WORK INSTRUCTIONS — Go through the listing below and output exactly the line with "self.find_block(&lines).map(|block| self.decode(&block))", the line with "plus check digit.", and each line between; omit the rest.

DATA FOR PROCESSING —
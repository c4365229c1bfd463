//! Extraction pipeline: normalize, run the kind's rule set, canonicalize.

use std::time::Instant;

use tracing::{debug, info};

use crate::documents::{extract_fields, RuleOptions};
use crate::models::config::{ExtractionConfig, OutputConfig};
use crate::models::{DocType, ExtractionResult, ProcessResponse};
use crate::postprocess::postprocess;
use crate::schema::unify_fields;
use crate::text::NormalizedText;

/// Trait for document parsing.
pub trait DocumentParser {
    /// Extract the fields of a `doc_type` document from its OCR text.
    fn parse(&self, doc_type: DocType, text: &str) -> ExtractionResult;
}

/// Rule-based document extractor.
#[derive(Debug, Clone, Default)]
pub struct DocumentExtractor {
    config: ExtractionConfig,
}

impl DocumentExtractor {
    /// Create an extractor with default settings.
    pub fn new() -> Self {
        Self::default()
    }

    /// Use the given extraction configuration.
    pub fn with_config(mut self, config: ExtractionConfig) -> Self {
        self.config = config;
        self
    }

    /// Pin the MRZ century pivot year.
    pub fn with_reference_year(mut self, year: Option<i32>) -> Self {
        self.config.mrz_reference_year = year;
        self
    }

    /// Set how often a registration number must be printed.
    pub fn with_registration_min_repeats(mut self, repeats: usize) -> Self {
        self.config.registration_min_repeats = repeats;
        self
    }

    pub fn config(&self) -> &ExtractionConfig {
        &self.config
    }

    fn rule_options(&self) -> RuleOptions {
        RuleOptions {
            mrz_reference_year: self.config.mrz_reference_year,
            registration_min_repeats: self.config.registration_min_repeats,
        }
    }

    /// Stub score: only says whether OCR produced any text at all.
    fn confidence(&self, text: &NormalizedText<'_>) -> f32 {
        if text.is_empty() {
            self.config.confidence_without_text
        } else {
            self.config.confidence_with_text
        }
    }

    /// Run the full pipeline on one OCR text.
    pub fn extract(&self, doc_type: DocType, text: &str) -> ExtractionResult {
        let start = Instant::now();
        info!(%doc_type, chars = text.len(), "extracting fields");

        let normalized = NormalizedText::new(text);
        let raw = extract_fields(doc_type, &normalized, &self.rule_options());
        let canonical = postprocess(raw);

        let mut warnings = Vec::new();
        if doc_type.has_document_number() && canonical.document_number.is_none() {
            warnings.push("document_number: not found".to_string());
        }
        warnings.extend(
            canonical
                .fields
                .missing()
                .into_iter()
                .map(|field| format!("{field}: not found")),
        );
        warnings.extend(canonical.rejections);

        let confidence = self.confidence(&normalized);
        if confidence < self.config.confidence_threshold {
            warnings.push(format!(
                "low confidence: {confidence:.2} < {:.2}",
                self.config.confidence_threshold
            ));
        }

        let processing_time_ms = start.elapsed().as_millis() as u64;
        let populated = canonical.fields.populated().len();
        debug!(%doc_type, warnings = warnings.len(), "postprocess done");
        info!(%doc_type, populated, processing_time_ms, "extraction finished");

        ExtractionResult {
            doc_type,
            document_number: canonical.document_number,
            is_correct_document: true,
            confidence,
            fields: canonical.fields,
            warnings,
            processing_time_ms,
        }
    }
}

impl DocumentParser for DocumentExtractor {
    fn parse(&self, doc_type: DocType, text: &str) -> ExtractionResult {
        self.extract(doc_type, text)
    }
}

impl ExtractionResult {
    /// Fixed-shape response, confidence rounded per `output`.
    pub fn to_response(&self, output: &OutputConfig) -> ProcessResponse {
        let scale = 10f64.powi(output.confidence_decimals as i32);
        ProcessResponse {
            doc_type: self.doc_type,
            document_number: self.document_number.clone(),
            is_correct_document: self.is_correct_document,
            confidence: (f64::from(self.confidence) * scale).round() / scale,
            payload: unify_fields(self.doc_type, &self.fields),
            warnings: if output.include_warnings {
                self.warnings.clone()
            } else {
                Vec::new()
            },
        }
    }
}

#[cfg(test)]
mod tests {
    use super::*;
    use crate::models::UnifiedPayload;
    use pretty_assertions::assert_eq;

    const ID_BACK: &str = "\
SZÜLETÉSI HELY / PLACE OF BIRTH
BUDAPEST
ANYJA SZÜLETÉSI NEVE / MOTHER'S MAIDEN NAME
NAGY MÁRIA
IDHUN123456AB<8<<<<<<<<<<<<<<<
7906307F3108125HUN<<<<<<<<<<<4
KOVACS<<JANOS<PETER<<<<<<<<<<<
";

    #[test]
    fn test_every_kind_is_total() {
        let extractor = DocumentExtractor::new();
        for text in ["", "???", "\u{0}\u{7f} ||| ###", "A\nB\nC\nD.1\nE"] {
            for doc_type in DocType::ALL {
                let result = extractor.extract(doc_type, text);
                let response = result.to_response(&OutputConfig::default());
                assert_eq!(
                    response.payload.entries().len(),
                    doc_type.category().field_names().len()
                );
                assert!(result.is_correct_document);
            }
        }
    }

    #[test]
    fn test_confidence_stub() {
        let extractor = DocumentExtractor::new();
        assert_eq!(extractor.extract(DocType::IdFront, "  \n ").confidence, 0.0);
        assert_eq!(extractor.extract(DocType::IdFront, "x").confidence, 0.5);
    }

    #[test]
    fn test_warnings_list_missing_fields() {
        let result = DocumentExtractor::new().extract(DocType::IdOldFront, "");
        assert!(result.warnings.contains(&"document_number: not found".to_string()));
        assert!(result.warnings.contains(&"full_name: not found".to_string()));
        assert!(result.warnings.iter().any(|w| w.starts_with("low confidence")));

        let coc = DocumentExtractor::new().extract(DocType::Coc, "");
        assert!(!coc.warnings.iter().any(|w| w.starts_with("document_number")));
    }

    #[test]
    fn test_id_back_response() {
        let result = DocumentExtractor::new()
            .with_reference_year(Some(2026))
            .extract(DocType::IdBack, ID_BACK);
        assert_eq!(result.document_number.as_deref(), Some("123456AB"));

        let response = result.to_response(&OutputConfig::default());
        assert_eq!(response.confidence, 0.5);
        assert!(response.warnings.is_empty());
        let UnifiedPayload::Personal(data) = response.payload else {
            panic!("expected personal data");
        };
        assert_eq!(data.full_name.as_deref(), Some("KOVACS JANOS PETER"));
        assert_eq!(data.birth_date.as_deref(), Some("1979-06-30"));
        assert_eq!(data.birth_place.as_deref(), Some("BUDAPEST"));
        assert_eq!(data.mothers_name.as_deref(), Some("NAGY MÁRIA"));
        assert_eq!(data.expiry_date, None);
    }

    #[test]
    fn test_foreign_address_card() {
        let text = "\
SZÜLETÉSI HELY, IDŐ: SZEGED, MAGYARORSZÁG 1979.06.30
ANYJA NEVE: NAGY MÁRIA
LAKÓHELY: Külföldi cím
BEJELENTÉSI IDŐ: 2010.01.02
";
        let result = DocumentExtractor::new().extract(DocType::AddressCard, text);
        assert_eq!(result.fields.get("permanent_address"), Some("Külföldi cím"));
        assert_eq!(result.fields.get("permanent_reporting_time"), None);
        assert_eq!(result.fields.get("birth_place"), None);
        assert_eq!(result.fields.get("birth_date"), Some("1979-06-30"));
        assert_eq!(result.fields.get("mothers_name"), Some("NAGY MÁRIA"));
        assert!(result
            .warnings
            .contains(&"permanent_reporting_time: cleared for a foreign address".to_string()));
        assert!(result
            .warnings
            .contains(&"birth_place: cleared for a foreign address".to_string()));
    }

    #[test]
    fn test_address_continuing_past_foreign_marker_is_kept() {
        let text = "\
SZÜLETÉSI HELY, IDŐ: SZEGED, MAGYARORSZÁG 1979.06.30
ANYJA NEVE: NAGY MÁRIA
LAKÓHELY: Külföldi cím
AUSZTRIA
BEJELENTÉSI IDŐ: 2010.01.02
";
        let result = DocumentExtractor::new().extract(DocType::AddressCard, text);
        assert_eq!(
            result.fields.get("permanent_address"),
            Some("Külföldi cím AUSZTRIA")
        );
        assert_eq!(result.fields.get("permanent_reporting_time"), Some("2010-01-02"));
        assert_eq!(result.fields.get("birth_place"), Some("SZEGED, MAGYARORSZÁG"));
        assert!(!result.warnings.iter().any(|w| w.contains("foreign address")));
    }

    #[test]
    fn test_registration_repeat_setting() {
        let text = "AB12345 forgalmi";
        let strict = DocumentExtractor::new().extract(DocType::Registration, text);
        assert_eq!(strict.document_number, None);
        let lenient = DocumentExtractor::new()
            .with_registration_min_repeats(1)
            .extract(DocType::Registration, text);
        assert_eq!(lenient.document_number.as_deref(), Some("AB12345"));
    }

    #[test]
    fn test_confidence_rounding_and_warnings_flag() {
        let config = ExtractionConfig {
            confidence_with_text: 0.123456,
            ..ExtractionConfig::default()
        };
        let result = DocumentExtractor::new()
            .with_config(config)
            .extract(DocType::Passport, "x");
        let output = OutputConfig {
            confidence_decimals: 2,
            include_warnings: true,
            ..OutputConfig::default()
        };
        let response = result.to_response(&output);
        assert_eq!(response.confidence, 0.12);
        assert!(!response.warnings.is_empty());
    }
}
--
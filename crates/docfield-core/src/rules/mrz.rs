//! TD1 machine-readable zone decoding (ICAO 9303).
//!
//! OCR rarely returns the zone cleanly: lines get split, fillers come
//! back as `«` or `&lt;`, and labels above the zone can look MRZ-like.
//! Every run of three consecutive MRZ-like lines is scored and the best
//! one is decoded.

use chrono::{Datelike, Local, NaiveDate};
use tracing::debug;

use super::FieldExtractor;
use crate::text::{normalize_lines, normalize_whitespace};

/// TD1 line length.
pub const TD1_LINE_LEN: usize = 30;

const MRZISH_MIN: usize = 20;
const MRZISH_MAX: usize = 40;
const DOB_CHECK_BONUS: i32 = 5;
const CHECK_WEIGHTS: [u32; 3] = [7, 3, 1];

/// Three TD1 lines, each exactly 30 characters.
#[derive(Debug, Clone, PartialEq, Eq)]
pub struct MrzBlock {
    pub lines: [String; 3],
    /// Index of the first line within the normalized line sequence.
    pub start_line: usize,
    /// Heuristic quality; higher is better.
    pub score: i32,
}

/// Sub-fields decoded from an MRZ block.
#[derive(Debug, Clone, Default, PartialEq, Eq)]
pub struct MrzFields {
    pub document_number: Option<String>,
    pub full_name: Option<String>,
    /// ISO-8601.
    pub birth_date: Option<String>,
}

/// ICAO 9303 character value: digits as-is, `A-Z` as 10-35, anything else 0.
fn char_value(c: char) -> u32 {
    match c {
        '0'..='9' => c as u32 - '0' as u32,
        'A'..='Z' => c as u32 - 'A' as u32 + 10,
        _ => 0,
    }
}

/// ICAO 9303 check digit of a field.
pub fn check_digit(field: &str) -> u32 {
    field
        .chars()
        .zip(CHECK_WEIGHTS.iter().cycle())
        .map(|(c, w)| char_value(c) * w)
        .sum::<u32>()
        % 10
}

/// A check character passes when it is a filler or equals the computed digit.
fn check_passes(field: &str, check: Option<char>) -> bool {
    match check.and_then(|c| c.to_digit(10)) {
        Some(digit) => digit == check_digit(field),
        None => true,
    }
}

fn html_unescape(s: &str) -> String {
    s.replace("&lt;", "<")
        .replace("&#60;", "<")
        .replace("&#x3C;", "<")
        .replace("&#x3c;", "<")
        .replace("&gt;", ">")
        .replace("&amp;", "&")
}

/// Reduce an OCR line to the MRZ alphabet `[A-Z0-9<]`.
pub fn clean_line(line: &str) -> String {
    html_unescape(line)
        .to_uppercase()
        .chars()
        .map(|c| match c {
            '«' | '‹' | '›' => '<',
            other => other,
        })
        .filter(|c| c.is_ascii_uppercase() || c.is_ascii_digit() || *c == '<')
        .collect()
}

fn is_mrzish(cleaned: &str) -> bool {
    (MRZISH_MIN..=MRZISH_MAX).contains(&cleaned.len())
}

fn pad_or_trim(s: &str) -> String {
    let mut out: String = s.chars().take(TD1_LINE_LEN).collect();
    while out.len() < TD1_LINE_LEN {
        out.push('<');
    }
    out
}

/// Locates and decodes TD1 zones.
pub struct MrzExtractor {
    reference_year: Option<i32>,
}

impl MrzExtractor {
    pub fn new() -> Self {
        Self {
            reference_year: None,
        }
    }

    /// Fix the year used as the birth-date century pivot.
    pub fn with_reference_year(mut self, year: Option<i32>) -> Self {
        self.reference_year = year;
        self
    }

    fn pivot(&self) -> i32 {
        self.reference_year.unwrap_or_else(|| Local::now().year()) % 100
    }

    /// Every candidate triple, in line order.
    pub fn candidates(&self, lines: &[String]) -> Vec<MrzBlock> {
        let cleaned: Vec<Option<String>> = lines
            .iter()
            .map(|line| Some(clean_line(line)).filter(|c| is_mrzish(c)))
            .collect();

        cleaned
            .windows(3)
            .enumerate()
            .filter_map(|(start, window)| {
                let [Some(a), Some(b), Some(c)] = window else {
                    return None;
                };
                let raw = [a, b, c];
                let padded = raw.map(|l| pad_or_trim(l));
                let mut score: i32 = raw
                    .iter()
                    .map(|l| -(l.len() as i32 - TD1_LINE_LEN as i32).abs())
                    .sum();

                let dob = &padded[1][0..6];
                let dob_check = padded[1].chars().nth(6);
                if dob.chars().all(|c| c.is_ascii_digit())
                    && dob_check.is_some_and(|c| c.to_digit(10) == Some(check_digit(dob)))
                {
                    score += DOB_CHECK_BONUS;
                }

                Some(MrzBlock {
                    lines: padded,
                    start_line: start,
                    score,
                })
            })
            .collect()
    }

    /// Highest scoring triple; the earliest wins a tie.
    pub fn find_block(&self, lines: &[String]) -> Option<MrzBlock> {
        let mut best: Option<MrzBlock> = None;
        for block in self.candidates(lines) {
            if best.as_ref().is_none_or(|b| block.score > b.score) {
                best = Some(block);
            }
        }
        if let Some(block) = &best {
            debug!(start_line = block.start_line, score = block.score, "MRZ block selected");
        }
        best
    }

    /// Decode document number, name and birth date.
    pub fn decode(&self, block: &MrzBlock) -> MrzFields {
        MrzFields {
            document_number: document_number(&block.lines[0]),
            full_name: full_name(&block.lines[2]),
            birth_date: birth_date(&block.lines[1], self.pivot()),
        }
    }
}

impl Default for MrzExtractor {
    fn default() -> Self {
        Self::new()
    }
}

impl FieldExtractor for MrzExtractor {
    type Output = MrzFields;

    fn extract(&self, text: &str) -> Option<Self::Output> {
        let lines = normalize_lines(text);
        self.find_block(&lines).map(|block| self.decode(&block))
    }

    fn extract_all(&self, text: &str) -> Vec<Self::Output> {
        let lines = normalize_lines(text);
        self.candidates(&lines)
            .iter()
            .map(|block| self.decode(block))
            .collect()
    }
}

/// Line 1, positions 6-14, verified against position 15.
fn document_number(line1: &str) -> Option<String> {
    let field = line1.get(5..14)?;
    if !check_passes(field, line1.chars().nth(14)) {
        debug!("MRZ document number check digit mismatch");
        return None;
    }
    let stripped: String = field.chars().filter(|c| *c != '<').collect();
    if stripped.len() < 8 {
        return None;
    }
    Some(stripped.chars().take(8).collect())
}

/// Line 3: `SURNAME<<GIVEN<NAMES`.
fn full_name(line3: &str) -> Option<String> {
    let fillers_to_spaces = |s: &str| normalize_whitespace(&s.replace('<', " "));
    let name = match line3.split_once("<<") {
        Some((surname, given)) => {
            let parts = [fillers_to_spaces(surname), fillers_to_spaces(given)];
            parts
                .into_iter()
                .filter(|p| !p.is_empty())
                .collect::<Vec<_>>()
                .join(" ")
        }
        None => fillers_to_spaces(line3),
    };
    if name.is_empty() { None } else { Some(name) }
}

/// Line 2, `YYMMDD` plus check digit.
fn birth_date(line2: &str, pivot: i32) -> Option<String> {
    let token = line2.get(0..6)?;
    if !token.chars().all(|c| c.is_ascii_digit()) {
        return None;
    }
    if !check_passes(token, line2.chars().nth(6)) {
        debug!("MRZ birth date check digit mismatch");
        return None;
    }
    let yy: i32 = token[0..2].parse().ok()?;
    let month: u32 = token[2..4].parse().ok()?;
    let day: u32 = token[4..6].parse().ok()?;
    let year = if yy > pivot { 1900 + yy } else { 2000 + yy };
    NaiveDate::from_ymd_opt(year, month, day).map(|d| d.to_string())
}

EXPECTED ANSWER —
        self.find_block(&lines).map(|block| self.decode(&block))
    }

    fn extract_all(&self, text: &str) -> Vec<Self::Output> {
        let lines = normalize_lines(text);
        self.candidates(&lines)
            .iter()
            .map(|block| self.decode(block))
            .collect()
    }
}

/// Line 1, positions 6-14, verified against position 15.
fn document_number(line1: &str) -> Option<String> {
    let field = line1.get(5..14)?;
    if !check_passes(field, line1.chars().nth(14)) {
        debug!("MRZ document number check digit mismatch");
        return None;
    }
    let stripped: String = field.chars().filter(|c| *c != '<').collect();
    if stripped.len() < 8 {
        return None;
    }
    Some(stripped.chars().take(8).collect())
}

/// Line 3: `SURNAME<<GIVEN<NAMES`.
fn full_name(line3: &str) -> Option<String> {
    let fillers_to_spaces = |s: &str| normalize_whitespace(&s.replace('<', " "));
    let name = match line3.split_once("<<") {
        Some((surname, given)) => {
            let parts = [fillers_to_spaces(surname), fillers_to_spaces(given)];
            parts
                .into_iter()
                .filter(|p| !p.is_empty())
                .collect::<Vec<_>>()
                .join(" ")
        }
        None => fillers_to_spaces(line3),
    };
    if name.is_empty() { None } else { Some(name) }
}

/// Line 2, `YYMMDD` plus check digit.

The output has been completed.